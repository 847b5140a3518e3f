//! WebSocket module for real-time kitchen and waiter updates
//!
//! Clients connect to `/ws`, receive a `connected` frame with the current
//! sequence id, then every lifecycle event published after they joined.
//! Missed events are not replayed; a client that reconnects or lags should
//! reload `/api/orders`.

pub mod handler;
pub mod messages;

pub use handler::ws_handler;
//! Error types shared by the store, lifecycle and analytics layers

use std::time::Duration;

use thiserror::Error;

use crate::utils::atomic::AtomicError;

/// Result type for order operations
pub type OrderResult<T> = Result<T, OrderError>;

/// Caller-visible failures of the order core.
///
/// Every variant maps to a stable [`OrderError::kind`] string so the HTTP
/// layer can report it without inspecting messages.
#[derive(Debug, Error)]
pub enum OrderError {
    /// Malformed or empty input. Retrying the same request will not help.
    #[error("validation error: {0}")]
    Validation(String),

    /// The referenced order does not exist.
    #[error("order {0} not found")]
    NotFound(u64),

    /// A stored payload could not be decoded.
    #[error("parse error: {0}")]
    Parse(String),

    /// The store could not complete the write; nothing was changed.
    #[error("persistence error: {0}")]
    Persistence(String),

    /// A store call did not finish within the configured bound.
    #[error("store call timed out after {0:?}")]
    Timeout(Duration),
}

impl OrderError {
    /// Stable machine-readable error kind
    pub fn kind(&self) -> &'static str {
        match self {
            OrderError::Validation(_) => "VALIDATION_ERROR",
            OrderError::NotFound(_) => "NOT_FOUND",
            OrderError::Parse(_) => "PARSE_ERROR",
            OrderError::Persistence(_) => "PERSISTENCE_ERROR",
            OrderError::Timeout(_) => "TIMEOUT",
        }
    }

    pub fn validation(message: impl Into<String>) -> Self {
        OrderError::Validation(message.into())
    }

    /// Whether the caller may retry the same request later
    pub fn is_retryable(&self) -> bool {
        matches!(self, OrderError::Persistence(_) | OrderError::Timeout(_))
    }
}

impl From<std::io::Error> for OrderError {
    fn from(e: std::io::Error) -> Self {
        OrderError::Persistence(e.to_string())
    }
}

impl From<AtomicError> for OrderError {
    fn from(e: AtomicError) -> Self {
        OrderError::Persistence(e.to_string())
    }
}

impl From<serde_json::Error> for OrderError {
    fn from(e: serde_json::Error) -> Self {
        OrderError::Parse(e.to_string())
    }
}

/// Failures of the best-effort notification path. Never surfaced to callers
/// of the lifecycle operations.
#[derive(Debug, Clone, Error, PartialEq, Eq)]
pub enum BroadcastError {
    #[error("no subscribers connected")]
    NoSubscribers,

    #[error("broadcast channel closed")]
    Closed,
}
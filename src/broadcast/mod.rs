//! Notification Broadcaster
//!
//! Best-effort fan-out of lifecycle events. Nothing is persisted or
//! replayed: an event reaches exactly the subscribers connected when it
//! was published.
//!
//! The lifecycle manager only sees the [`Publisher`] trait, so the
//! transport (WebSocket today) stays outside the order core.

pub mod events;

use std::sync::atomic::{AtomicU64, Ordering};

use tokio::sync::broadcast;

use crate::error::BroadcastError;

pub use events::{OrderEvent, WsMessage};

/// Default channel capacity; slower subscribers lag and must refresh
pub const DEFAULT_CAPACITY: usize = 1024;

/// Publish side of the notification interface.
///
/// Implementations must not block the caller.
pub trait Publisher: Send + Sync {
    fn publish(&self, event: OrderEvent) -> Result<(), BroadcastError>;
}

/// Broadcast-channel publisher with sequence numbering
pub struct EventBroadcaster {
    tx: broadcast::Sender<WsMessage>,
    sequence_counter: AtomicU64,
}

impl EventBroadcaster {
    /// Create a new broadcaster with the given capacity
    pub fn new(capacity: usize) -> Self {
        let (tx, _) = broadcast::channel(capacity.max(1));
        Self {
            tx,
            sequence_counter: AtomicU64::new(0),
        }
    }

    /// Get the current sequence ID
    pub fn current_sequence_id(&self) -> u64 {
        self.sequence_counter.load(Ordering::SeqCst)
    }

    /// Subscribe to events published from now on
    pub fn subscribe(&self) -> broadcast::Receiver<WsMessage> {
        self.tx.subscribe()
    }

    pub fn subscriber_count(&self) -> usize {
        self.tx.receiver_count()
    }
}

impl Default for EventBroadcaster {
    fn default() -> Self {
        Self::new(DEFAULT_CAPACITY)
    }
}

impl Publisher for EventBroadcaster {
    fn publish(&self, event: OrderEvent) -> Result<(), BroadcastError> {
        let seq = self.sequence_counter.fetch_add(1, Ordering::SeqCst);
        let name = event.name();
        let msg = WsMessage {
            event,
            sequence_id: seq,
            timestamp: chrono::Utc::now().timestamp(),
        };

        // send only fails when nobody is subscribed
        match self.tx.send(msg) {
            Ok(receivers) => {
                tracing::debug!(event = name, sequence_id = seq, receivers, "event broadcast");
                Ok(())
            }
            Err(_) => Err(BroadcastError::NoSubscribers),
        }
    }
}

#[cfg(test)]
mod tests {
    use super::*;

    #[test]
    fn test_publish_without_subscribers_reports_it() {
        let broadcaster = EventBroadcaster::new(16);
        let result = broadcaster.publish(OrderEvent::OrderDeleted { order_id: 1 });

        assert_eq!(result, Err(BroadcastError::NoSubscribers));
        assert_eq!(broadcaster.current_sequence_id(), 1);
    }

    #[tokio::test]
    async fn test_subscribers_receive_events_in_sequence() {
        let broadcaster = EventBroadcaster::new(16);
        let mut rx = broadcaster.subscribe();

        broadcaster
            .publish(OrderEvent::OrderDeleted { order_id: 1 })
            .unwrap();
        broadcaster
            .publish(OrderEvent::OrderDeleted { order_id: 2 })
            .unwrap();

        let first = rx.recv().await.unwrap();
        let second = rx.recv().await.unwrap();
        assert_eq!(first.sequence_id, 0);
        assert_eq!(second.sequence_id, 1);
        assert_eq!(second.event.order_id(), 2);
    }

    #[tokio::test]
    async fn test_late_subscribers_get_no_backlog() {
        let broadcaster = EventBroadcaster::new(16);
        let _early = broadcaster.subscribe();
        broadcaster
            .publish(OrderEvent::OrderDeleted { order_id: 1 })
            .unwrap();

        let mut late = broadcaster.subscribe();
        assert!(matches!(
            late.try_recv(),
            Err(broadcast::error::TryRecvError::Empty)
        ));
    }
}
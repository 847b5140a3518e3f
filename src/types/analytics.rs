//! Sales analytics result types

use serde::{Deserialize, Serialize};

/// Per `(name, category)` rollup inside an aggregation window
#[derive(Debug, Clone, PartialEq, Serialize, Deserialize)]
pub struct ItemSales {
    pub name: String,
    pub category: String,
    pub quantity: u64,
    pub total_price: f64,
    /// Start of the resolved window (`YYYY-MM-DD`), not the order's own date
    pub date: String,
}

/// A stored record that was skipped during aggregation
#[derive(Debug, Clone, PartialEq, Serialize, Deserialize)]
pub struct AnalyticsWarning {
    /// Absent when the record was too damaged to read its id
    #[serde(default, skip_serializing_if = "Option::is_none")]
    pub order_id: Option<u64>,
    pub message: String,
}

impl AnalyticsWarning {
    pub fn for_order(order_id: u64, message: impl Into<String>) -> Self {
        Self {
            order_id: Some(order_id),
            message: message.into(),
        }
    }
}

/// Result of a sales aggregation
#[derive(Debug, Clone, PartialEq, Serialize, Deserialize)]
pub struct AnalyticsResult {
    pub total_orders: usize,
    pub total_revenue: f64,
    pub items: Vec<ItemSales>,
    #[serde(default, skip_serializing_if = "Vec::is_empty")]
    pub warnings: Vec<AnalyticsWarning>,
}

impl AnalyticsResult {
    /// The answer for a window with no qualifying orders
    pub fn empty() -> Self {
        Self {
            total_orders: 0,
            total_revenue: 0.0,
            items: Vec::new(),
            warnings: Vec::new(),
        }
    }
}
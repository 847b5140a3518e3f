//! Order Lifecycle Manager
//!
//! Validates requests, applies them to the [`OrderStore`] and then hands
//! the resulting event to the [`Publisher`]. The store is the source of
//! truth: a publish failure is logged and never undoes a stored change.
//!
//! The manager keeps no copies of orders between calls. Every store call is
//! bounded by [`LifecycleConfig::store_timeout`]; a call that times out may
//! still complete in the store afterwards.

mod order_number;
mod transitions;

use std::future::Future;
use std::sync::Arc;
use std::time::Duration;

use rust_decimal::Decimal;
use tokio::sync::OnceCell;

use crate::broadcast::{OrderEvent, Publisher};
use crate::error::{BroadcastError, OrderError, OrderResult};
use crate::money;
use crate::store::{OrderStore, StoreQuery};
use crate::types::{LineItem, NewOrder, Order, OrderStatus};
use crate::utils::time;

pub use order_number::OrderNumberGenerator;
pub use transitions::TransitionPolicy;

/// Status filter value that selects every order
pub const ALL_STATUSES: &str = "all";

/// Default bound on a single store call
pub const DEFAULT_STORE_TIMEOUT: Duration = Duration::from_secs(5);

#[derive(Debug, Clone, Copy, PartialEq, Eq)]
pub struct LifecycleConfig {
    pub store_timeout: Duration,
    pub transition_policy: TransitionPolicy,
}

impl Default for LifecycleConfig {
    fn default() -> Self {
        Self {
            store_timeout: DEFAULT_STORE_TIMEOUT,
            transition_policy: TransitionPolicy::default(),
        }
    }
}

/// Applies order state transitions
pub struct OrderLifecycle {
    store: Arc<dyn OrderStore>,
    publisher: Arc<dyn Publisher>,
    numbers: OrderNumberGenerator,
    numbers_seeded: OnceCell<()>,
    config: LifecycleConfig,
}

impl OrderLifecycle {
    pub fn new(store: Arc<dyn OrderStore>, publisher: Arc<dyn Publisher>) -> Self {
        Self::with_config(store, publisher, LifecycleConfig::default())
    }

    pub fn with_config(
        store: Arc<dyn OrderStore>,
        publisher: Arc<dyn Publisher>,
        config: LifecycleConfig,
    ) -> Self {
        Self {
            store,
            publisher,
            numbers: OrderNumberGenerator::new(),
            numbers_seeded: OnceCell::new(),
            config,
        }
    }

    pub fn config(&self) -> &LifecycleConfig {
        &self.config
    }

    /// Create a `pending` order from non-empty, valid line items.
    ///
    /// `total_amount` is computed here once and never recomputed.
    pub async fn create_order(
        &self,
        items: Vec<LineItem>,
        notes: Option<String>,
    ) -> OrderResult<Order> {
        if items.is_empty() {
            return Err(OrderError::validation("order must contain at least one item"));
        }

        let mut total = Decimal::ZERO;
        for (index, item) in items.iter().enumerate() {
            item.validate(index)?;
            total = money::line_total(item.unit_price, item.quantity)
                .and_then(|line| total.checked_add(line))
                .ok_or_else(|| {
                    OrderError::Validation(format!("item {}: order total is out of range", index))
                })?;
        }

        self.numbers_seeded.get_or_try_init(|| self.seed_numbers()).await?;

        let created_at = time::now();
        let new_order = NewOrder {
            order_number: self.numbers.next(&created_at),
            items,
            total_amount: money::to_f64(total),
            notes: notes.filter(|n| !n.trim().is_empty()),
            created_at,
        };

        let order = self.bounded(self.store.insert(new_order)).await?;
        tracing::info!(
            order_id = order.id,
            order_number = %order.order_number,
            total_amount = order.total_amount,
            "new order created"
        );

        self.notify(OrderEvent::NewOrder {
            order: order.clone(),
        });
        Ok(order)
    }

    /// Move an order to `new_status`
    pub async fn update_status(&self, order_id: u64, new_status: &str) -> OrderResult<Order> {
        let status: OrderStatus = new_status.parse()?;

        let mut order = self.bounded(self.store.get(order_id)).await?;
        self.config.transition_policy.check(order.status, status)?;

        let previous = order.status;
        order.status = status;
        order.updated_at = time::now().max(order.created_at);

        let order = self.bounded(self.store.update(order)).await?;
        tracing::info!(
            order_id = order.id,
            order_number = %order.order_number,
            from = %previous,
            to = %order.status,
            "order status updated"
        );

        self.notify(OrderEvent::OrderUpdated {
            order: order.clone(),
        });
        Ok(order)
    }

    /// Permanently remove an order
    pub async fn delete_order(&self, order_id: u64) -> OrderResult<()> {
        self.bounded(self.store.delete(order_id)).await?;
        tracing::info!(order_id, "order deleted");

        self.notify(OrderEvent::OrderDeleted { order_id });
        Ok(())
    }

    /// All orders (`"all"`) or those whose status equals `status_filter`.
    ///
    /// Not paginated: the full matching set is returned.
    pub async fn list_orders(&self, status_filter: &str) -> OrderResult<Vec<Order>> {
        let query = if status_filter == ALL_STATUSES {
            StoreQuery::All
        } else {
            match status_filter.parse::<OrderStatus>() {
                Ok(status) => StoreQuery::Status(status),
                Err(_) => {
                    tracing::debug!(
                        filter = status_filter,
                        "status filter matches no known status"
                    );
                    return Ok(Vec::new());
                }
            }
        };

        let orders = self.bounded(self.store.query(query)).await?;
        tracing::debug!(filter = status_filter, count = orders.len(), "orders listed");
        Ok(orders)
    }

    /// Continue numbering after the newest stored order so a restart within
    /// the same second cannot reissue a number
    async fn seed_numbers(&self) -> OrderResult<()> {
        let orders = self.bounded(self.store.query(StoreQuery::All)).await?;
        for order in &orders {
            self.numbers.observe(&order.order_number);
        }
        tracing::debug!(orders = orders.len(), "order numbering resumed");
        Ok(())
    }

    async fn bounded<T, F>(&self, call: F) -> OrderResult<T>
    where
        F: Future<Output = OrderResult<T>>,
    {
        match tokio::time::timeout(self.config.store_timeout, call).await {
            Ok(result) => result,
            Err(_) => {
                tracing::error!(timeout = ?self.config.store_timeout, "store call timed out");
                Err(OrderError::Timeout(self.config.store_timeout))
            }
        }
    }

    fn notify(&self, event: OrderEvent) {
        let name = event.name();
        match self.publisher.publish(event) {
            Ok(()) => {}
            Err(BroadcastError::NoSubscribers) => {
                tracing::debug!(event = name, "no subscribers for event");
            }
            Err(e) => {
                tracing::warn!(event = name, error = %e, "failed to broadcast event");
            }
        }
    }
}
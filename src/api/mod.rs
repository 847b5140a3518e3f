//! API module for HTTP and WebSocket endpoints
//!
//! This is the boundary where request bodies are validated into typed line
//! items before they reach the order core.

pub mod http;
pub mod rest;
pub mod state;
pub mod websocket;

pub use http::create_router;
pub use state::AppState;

WHAT THE TASK ASKS | Quote, word for word, every line from the top of the entries through the line that holds "pub use handler::ws_handler;".

WRITTEN ANSWER |
repository 847b5140a3518e3f
//! WebSocket module for real-time kitchen and waiter updates
//!
//! Clients connect to `/ws`, receive a `connected` frame with the current
//! sequence id, then every lifecycle event published after they joined.
//! Missed events are not replayed; a client that reconnects or lags should
//! reload `/api/orders`.

pub mod handler;
pub mod messages;

pub use handler::ws_handler;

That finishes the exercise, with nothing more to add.